Whenever a line in the data holds the string "FilesRejected", copy that line.

START Input data

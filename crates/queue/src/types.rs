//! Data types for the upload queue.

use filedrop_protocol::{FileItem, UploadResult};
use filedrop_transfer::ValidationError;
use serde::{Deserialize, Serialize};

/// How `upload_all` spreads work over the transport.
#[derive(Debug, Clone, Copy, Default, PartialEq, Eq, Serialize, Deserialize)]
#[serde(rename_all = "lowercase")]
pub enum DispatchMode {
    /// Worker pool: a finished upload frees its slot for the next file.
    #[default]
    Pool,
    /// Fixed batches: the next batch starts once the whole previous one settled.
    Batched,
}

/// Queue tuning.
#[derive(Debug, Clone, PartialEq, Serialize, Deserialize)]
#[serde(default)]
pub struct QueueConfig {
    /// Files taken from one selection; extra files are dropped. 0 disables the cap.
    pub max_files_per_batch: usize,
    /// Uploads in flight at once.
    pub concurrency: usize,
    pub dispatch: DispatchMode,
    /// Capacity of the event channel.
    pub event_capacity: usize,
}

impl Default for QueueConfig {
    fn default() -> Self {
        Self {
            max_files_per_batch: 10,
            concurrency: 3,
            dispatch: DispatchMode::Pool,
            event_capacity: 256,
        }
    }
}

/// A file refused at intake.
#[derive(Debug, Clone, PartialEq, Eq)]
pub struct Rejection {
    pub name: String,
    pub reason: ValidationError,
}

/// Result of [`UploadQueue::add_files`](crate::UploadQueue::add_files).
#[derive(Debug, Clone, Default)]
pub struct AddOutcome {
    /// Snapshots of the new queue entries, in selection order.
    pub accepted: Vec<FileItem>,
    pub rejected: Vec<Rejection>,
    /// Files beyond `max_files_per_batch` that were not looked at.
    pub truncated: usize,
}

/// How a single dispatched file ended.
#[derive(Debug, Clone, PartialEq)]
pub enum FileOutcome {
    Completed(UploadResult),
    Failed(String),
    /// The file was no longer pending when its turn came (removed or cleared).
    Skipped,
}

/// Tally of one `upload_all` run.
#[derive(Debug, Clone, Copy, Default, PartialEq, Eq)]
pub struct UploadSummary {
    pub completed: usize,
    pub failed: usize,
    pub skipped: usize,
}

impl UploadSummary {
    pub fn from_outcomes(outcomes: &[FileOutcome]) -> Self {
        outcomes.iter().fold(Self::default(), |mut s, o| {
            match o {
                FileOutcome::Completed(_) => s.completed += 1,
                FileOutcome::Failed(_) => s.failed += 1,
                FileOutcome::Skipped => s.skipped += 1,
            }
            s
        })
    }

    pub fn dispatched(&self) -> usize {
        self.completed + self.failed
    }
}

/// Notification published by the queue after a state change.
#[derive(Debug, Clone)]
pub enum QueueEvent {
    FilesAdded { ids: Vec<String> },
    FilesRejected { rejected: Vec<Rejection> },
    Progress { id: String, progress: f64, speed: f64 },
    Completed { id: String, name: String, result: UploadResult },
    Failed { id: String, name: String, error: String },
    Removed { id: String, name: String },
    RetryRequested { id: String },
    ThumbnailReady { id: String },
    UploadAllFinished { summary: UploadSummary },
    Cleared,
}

END Input data
START Input data

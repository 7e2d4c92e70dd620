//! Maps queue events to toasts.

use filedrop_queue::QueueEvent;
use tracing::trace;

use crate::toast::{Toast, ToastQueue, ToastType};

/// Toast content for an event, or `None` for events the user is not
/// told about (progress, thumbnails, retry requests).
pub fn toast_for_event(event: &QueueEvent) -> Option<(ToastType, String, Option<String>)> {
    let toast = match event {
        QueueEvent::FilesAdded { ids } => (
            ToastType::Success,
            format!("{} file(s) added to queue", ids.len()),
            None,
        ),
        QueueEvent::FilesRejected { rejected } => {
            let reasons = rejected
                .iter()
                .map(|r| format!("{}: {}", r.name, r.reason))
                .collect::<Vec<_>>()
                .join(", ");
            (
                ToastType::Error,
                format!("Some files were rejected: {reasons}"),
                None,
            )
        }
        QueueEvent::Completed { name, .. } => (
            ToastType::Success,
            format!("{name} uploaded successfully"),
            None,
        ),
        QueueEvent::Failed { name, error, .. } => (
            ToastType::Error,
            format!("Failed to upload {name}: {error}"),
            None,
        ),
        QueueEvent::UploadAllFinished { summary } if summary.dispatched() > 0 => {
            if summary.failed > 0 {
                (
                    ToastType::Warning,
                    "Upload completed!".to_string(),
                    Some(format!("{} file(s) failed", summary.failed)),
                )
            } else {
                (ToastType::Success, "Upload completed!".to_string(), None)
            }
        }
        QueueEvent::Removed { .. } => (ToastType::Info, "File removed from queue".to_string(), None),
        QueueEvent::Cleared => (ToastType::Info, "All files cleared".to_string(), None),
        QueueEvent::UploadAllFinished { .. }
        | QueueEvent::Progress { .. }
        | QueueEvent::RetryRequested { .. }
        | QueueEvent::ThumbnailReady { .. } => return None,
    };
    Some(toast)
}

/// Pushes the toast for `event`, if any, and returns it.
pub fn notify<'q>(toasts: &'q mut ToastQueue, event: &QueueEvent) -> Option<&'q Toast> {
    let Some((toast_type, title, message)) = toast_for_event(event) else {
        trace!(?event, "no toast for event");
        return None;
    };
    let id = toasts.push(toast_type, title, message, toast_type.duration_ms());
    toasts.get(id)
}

END Input data

### [Result below]
    FilesRejected { rejected: Vec<Rejection> },
        QueueEvent::FilesRejected { rejected } => {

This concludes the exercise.